Diagnosing Insulin Resistance: Q&A with Researchers

Over the past few years researchers have described a strong association between insulin resistance and laminitis in equines. They are working now on defining standard testing protocols and interpretations to identify horses at highest risk for laminitis. Many questions remain unanswered. How should insulin resistance be defined and diagnosed? How do researchers interpret test results? Can blood tests alone determine the risk of our horse or pony to get laminitis? Until they have more solid science to configure a standard definition of equine insulin resistance, those attempting to define it might find themselves in the same predicament as the proverbial group of blind men describing an elephant.

A study in the United States showed that laminitis affected 2% of all horses, with the incidence going up to 5% in spring, which is when grass sugars peak.
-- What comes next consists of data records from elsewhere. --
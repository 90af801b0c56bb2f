//! End-to-end checks of the analysis pipeline on plain text.

#![allow(clippy::expect_used, clippy::unwrap_used, clippy::panic)]

use lyricscope::analysis::{analyze, count, tokenize, Analyzer, StopwordFilter, StopwordSet};
use lyricscope::error::Error;

const LYRICS: &str = "[Verse 1]
I've been walking down this lonely road
Don't you know the night is cold?
[Chorus]
Walking, walking, walking home
Lonely hearts don't walk alone

[Verse 2]
Cold wind blowing, I'm walking home";

fn pairs(text: &str) -> Vec<(String, usize)> {
    analyze(text).unwrap().table.entries().to_vec()
}

#[test]
fn love_song_scenario() {
    assert_eq!(pairs("I love you, you love me"), vec![("love".to_string(), 2)]);
}

#[test]
fn empty_text_scenario() {
    assert!(Analyzer::default().frequencies("").is_empty());
    let err = analyze("").unwrap_err();
    assert!(matches!(err, Error::EmptyCorpus { .. }));
}

#[test]
fn run_away_scenario() {
    let analysis = analyze("Run! Run, run away.").unwrap();
    assert_eq!(
        analysis.table.entries(),
        &[("run".to_string(), 3), ("away".to_string(), 1)]
    );
    assert_eq!(analysis.word_count, 4);
    assert!((analysis.diversity - 50.0).abs() < f64::EPSILON);
}

#[test]
fn tie_scenario() {
    let table = count(["red", "red", "blue", "blue"]);
    assert_eq!(table.entries()[0].0, "red");
    assert_eq!(table.entries()[1].0, "blue");
}

#[test]
fn no_stopwords_leak_through() {
    let stopwords = StopwordSet::english();
    let analysis = analyze(LYRICS).unwrap();
    assert!(!analysis.table.is_empty());
    for (word, _) in &analysis.table {
        assert!(!stopwords.contains(word), "{word} leaked through");
        assert_eq!(word, &word.to_lowercase());
        assert!(!word.is_empty());
    }
}

#[test]
fn counts_are_conserved() {
    let filter = StopwordFilter::default();
    let survivors = filter.filter(tokenize(LYRICS));
    let table = count(&survivors);
    assert_eq!(table.total(), survivors.len());
}

#[test]
fn table_is_descending_and_deterministic() {
    let first = analyze(LYRICS).unwrap();
    let second = analyze(LYRICS).unwrap();
    assert_eq!(first, second);
    assert!(first.table.entries().windows(2).all(|w| w[0].1 >= w[1].1));
    assert_eq!(first.table.entries()[0], ("walking".to_string(), 5));
}

#[test]
fn second_filter_pass_changes_nothing() {
    let filter = StopwordFilter::default();
    let once = filter.filter(tokenize(LYRICS));
    assert_eq!(filter.filter(&once), once);
}

#[test]
fn per_song_analysis_equals_joined_text() {
    let songs: Vec<&str> = LYRICS.split("\n\n").collect();
    let analyzer = Analyzer::default();
    assert_eq!(
        analyzer.analyze_songs(&songs).unwrap(),
        analyzer.analyze(&songs.join("\n")).unwrap()
    );
}

#[test]
fn analysis_serializes_for_renderers() {
    let analysis = analyze("Run! Run, run away.").unwrap();
    let json = serde_json::to_value(&analysis).unwrap();
    assert_eq!(json["table"][0][0], "run");
    assert_eq!(json["table"][0][1], 3);
    assert_eq!(json["word_count"], 4);
}
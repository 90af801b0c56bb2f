use ratatui::{
    layout::Rect,
    style::{Color, Modifier, Style},
    widgets::BarChart,
    Frame,
};
use unicode_width::UnicodeWidthStr;

use crate::analysis::FrequencyTable;
use crate::constants::ui::{BAR_GAP, BAR_WIDTH};
use crate::ui::create_titled_block;

/// Widest bar we grow to for long words.
const MAX_BAR_WIDTH: u16 = 12;

/// Bar width and number of bars that fit in `width` columns (borders included).
///
/// Bars widen to fit the longest label shown, up to `MAX_BAR_WIDTH`.
#[allow(clippy::cast_possible_truncation)]
pub fn chart_layout(table: &FrequencyTable, top_n: usize, width: u16) -> (u16, usize) {
    let inner = width.saturating_sub(2);
    let longest = table
        .top(top_n)
        .iter()
        .map(|(w, _)| w.width().min(usize::from(MAX_BAR_WIDTH)) as u16)
        .max()
        .unwrap_or(0);
    let bar_width = longest.clamp(BAR_WIDTH, MAX_BAR_WIDTH);
    let fits = usize::from((inner + BAR_GAP) / (bar_width + BAR_GAP));
    (bar_width, fits.min(top_n).min(table.len()))
}

/// Render a bar chart of the `top_n` most frequent words.
pub fn draw_frequency_chart(f: &mut Frame, area: Rect, table: &FrequencyTable, top_n: usize, title: &str) {
    let (bar_width, count) = chart_layout(table, top_n, area.width);
    let data: Vec<(&str, u64)> = table
        .top(count)
        .iter()
        .map(|(word, n)| (word.as_str(), u64::try_from(*n).unwrap_or(u64::MAX)))
        .collect();

    let chart = BarChart::default()
        .block(create_titled_block(title))
        .data(data.as_slice())
        .bar_width(bar_width)
        .bar_gap(BAR_GAP)
        .bar_style(Style::default().fg(Color::Cyan))
        .value_style(Style::default().fg(Color::Black).bg(Color::Cyan).add_modifier(Modifier::BOLD))
        .label_style(Style::default().fg(Color::White));

    f.render_widget(chart, area);
}

#[cfg(test)]
mod tests {
    #![allow(clippy::expect_used, clippy::unwrap_used, clippy::panic)]

    use super::*;
    use crate::analysis::count;

    #[test]
    fn layout_limits_bars_to_width() {
        let words: Vec<String> = (0..40).map(|i| format!("w{i}")).collect();
        let table = count(&words);
        // 80 columns: 78 inner, bars of 7 plus gap of 1 -> 9 bars
        assert_eq!(chart_layout(&table, 20, 80), (7, 9));
        assert_eq!(chart_layout(&table, 5, 80), (7, 5));
    }

    #[test]
    fn long_words_widen_bars() {
        let table = count(["extraordinarily", "short"]);
        assert_eq!(chart_layout(&table, 20, 80).0, MAX_BAR_WIDTH);
    }

    #[test]
    fn tiny_area_or_table() {
        let table = count(["one"]);
        assert_eq!(chart_layout(&table, 20, 80).1, 1);
        assert_eq!(chart_layout(&table, 20, 2).1, 0);
        assert_eq!(chart_layout(&FrequencyTable::default(), 20, 80).1, 0);
    }
}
The ability to identify high risk animals before laminitis strikes is essential, as this can allow caretakers to implement appropriate management practices to prevent it. Sinking or rotation of the coffin bone requires treatment and rehabilitation regimes that can be difficult, long, expensive, and emotionally draining. Even then, the treatments often fail. But how do we identify the high-risk animal? Of course any horse that has had a brush with laminitis should have tests for underlying endocrine problems, but certain physical characteristics should lead proactive owners to test for insulin resistance.
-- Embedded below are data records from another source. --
//! Word tokenization.
//!
//! Splits text on word boundaries, separates contraction clitics the way
//! Treebank-style tokenizers do (`don't` -> `do` + `n't`), and strips ASCII
//! punctuation from every token. Empty tokens are kept; dropping them is the
//! stopword filter's job.

use std::borrow::Cow;
use std::sync::LazyLock;

use regex::Regex;

/// The ASCII punctuation set, enumerated explicitly.
pub const ASCII_PUNCTUATION: &str = r##"!"#$%&'()*+,-./:;<=>?@[\]^_`{|}~"##;

/// A run of word characters with internal apostrophes or hyphens, or any
/// single non-space character.
#[allow(clippy::expect_used)]
static RE_WORD: LazyLock<Regex> = LazyLock::new(|| {
    Regex::new(r"\w+(?:['\-]\w+)*|\S").expect("valid regex: RE_WORD")
});

/// Whole words split at a fixed byte offset (`gonna` -> `gon` + `na`).
const SPLIT_WORDS: &[(&str, usize)] = &[
    ("cannot", 3),
    ("gimme", 3),
    ("gonna", 3),
    ("gotta", 3),
    ("lemme", 3),
    ("wanna", 3),
];

/// Trailing clitics split off a word. `n't` must be tried first.
const CLITICS: &[&str] = &["n't", "'ll", "'re", "'ve", "'s", "'m", "'d"];

/// Typographic characters folded to their ASCII equivalents before splitting.
///
/// Dashes become `--` so they separate words instead of joining them like a
/// single hyphen would.
const TYPOGRAPHIC: &[(char, &str)] = &[
    ('\u{2018}', "'"),
    ('\u{2019}', "'"),
    ('\u{201C}', "\""),
    ('\u{201D}', "\""),
    ('\u{2013}', "--"),
    ('\u{2014}', "--"),
    ('\u{2026}', "..."),
];

/// Split raw text into punctuation-stripped token candidates.
///
/// Tokens keep their original case and may be empty (a token that was
/// nothing but punctuation).
pub fn tokenize(text: &str) -> Vec<String> {
    let text = normalize_typography(text);
    let mut tokens = Vec::new();

    for m in RE_WORD.find_iter(&text) {
        let (head, tail) = split_clitic(m.as_str());
        tokens.push(strip_punctuation(head));
        if let Some(tail) = tail {
            tokens.push(strip_punctuation(tail));
        }
    }

    tokens
}

/// Check whether a character belongs to the ASCII punctuation set.
pub fn is_punctuation(c: char) -> bool {
    c.is_ascii() && ASCII_PUNCTUATION.contains(c)
}

/// Remove every ASCII punctuation character from a token.
pub fn strip_punctuation(token: &str) -> String {
    token.chars().filter(|&c| !is_punctuation(c)).collect()
}

/// Fold curly quotes, dashes and ellipses to ASCII so they tokenize and
/// strip like their plain counterparts.
fn normalize_typography(text: &str) -> Cow<'_, str> {
    if !text.chars().any(|c| TYPOGRAPHIC.iter().any(|(t, _)| *t == c)) {
        return Cow::Borrowed(text);
    }

    let mut out = String::with_capacity(text.len());
    for c in text.chars() {
        match TYPOGRAPHIC.iter().find(|(t, _)| *t == c) {
            Some((_, ascii)) => out.push_str(ascii),
            None => out.push(c),
        }
    }
    Cow::Owned(out)
}

/// Split a single contraction clitic or fused colloquial form off a word.
fn split_clitic(word: &str) -> (&str, Option<&str>) {
    for (whole, at) in SPLIT_WORDS {
        if word.eq_ignore_ascii_case(whole) {
            return (&word[..*at], Some(&word[*at..]));
        }
    }

    let bytes = word.as_bytes();
    for clitic in CLITICS {
        let n = clitic.len();
        // The suffix is pure ASCII, so a match guarantees a char boundary.
        if bytes.len() > n && bytes[bytes.len() - n..].eq_ignore_ascii_case(clitic.as_bytes()) {
            let at = word.len() - n;
            return (&word[..at], Some(&word[at..]));
        }
    }

    (word, None)
}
A "cresty neck" is the classic sign of insulin resistance, and researchers note a solid correlation between neck circumference and the condition. Horses that gain weight much more quickly, often described as "blowing up on grass" than their herdmates under similar management, might be candidates for testing, especially if they also exhibit signs of foot tenderness. Additional signs are rings on the hoof wall, or a stretched white line with blood specks when the foot is viewed from the bottom, both which could be indications of a previous mild case of laminitis.

Not all fat horses are insulin resistant (IR), and not all IR horses are fat. Typical body scoring parameters might not apply to some IR horses. Even horses with ribs showing might have insulin resistance. Even when they maintain proper body weight with dietary restriction, IR equines might still display subtle signs of regional adiposity, with fat pads that form behind the shoulder, around the tailhead, over the loin, or as a slight crest with a dip in front of the withers. These abnormal fat deposits might be lumpy or dimpled in appearance.
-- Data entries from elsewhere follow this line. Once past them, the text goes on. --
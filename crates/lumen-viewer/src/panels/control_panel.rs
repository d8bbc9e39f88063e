//! The "Window" control panel: camera mode, minimap, scene toggles, cube,
//! curve, shadow settings and the light list.

use glam::{Vec3, Vec4};
use lumen_render::{
    CameraMode, CameraRig, LightManager, MinimapAnchor, RendererConfig, SceneState, ShadowMode,
    NEW_LIGHT_COLOR, NEW_LIGHT_POSITION,
};

const SHADOW_RESOLUTIONS: [u32; 5] = [256, 512, 1024, 2048, 4096];

/// Everything the panel reads and edits for one frame
pub struct ControlPanelView<'a> {
    pub state: &'a mut SceneState,
    pub config: &'a mut RendererConfig,
    pub rig: &'a mut CameraRig,
    pub lights: &'a mut LightManager,
    pub frame_time: f64,
}

fn drag_vec3(ui: &mut egui::Ui, label: &str, value: &mut Vec3, speed: f64, range: std::ops::RangeInclusive<f32>) -> bool {
    let mut changed = false;
    ui.horizontal(|ui| {
        for component in [&mut value.x, &mut value.y, &mut value.z] {
            changed |= ui
                .add(
                    egui::DragValue::new(component)
                        .speed(speed)
                        .range(range.clone())
                        .clamp_existing_to_range(false),
                )
                .changed();
        }
        ui.label(label);
    });
    changed
}

/// Range limits apply only while dragging; values set elsewhere stay put
fn drag_f32(ui: &mut egui::Ui, label: &str, value: &mut f32, speed: f64, range: std::ops::RangeInclusive<f32>) -> bool {
    ui.horizontal(|ui| {
        let changed = ui
            .add(
                egui::DragValue::new(value)
                    .speed(speed)
                    .range(range)
                    .clamp_existing_to_range(false),
            )
            .changed();
        ui.label(label);
        changed
    })
    .inner
}

/// Draw the control panel into `ui`
pub fn control_panel(ui: &mut egui::Ui, view: ControlPanelView<'_>) {
    let ControlPanelView {
        state,
        config,
        rig,
        lights,
        frame_time,
    } = view;

    ui.monospace(format!("Frame: {:.1}ms", frame_time * 1000.0));
    ui.checkbox(&mut config.use_material, "Use material if no texture");

    egui::ComboBox::from_label("Camera Mode")
        .selected_text(state.camera_mode.label())
        .show_ui(ui, |ui| {
            for mode in CameraMode::ALL {
                ui.selectable_value(&mut state.camera_mode, mode, mode.label());
            }
        });
    if ui.button("Reset Fly Camera").clicked() {
        rig.reset_fly();
    }

    ui.collapsing("Fly Camera Info", |ui| {
        let pose = rig.fly;
        ui.label(format!(
            "Position: ({:.2}, {:.2}, {:.2})",
            pose.position.x, pose.position.y, pose.position.z
        ));
        ui.label(format!(
            "Forward: ({:.2}, {:.2}, {:.2})",
            pose.forward.x, pose.forward.y, pose.forward.z
        ));
        ui.label(format!("Up: ({:.2}, {:.2}, {:.2})", pose.up.x, pose.up.y, pose.up.z));
    });

    ui.collapsing("Third Person Camera", |ui| {
        let settings = &mut rig.third_person;
        drag_f32(ui, "Follow Distance", &mut settings.follow_distance, 0.1, 0.0..=20.0);
        drag_f32(ui, "Height Offset", &mut settings.height_offset, 0.1, 0.0..=20.0);
        drag_f32(ui, "Side Offset", &mut settings.side_offset, 0.1, -10.0..=10.0);
        drag_vec3(ui, "Character Offset", &mut state.character_offset, 0.1, -10.0..=10.0);
    });

    ui.separator();
    ui.collapsing("Minimap", |ui| {
        let minimap = &mut state.minimap;
        drag_f32(ui, "Ortho Height", &mut minimap.ortho_height, 0.1, 1.0..=80.0);
        ui.horizontal(|ui| {
            ui.radio_value(&mut minimap.anchor, MinimapAnchor::CameraRelative, "Camera");
            ui.radio_value(&mut minimap.anchor, MinimapAnchor::ScreenRelative, "Screen");
        });
        drag_vec3(ui, "Quad Origin", &mut minimap.origin, 0.01, -1.0..=1.8);
        drag_f32(ui, "Quad Height", &mut minimap.height, 0.01, 0.05..=2.0);
        drag_f32(ui, "Quad Aspect", &mut minimap.aspect, 0.01, 0.25..=4.0);
    });

    ui.collapsing("Scene Controls", |ui| {
        ui.checkbox(&mut state.show_minimap, "Show Minimap");
        ui.checkbox(&mut state.render_main_scene, "Render Main Scene");
        ui.checkbox(&mut state.draw_light_markers, "Draw Light Markers");
        ui.checkbox(&mut state.draw_cube, "Draw Cube");
        if state.draw_cube {
            ui.collapsing("Cube Settings", |ui| {
                let cube = &mut state.cube;
                ui.checkbox(&mut cube.reflect_mode, "Reflect Mode");
                drag_f32(ui, "Refraction Index", &mut cube.refraction_index, 0.01, 0.0..=2.0);
                drag_f32(ui, "Cube Rotation", &mut cube.rotation_per_tick, 0.1, 0.0..=10.0);
            });
        }

        ui.collapsing("Bezier Curve Settings", |ui| {
            ui.checkbox(&mut state.draw_curve, "Draw Bezier Curve");
            ui.checkbox(&mut state.bezier_light, "Attach Light");
            let labels = ["First", "Second", "Third", "Fourth"];
            for (point, label) in state.curve.control_points.iter_mut().zip(labels) {
                drag_vec3(ui, &format!("{} Control Point", label), point, 5.0, -100.0..=100.0);
            }
            if ui.button("Redraw Curve").clicked() {
                state.request_curve_redraw();
            }
        });

        ui.label("Shadow Mode");
        ui.horizontal(|ui| {
            for mode in ShadowMode::ALL {
                ui.radio_value(&mut config.shadow_mode, mode, mode.label());
            }
        });
        let mut samples = config.pcf_sample_count();
        ui.horizontal(|ui| {
            if ui
                .add(egui::DragValue::new(&mut samples).range(RendererConfig::PCF_SAMPLE_RANGE))
                .changed()
            {
                config.set_pcf_sample_count(samples);
            }
            ui.label("PCF Sample Count");
        });

        let mut resolution = lights.shadow_resolution();
        egui::ComboBox::from_label("Shadow Resolution")
            .selected_text(resolution.to_string())
            .show_ui(ui, |ui| {
                for option in SHADOW_RESOLUTIONS {
                    ui.selectable_value(&mut resolution, option, option.to_string());
                }
            });
        if resolution != lights.shadow_resolution() {
            log::info!("Shadow resolution set to {}", resolution);
            lights.set_shadow_resolution(resolution);
        }
    });

    ui.collapsing("Lights", |ui| {
        let selected = lights.selected();
        let mut clicked = None;
        egui::ScrollArea::vertical().max_height(80.0).show(ui, |ui| {
            for (i, light) in lights.lights().iter().enumerate() {
                if ui.selectable_label(i == selected, format!("{} {}", i, light.label())).clicked() {
                    clicked = Some(i);
                }
            }
        });
        if let Some(index) = clicked {
            lights.select(index);
        }

        ui.horizontal(|ui| {
            if ui.button("Add Light").clicked() {
                lights.add_light(NEW_LIGHT_POSITION, NEW_LIGHT_COLOR);
                log::info!("Added light {}", lights.selected());
            }
            if ui.button("Remove Light").clicked() && !lights.remove_selected() {
                log::debug!("Refused to remove the last light");
            }
        });

        let light = lights.selected_light_mut();
        let mut position = light.position();
        if drag_vec3(ui, "Position", &mut position, 0.1, -10.0..=10.0) {
            light.set_position(position);
        }
        let mut color = light.color.to_array();
        ui.horizontal(|ui| {
            if ui.color_edit_button_rgba_unmultiplied(&mut color).changed() {
                light.color = Vec4::from_array(color);
            }
            ui.label("Color");
        });
    });
}

#[cfg(test)]
mod tests {
    use super::*;

    /// Lay out one frame with no input and return what `add_contents` reports
    fn run_frame<R: Default>(mut add_contents: impl FnMut(&mut egui::Ui) -> R) -> R {
        let ctx = egui::Context::default();
        let mut result = R::default();
        let _ = ctx.run(egui::RawInput::default(), |ctx| {
            egui::CentralPanel::default().show(ctx, |ui| {
                result = add_contents(ui);
            });
        });
        result
    }

    #[test]
    fn drawing_keeps_out_of_range_vec3() {
        let mut position = Vec3::new(55.0, 35.0, -20.0);
        let changed = run_frame(|ui| drag_vec3(ui, "Position", &mut position, 0.1, -10.0..=10.0));
        assert!(!changed);
        assert_eq!(position, Vec3::new(55.0, 35.0, -20.0));
    }

    #[test]
    fn drawing_keeps_out_of_range_scalar() {
        let mut height = 120.0;
        let changed = run_frame(|ui| drag_f32(ui, "Ortho Height", &mut height, 0.1, 1.0..=80.0));
        assert!(!changed);
        assert_eq!(height, 120.0);
    }
}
In a clinical setting, dynamic tests are considered the most accurate for diagnosis of impaired endocrine function. The combined glucose-insulin tolerance (CGIT) test measures the horse's response to a standard dose of glucose and insulin over several hours with multiple blood draws. Insulin resistant horses maintain high glucose and insulin levels longer than normal. Compared to tests based on a single blood sample, the CGIT is not as practical in the field, is more expensive, and if the horse is stressed by being in a stall away from home, it might affect the results. Therefore, it becomes important to derive as much information as possible from diagnostic tests that can be done with a single blood draw. Baseline insulin and glucose levels can be very informative.

Although the scientific community is far from having all the answers, two leading researchers have shared their expertise and opinions about how insulin resistance should be diagnosed.

Nicholas Frank, DVM, PhD, Dipl. ACVIM, an associate professor of large animal internal medicine at the University of Tennessee is conducting studies on a herd of insulin resistant horses with chronic laminitis. Horse owners managing laminitic horses can relate to his description of this herd as "trying to keep a flotilla of leaky ships afloat."

Ray Geor, BVSc, MVSc, PhD, Dipl. ACVIM, director of research at Virginia Tech's Middleburg Agricultural Research and Extension Center was part of the team who first described pre-laminitic metabolic syndrome in a herd of Welsh and Dartmoor ponies. Ponies at greatest risk for laminitis could be identified by blood tests for insulin, glucose, and triglycerides even before their first laminitis episode was triggered by spring pasture.

 

 


 

Question: What is your stand on fasting before blood draw for insulin and glucose? Some say that the stress of fasting could alter test results, especially if the horse is used to having free access to hay.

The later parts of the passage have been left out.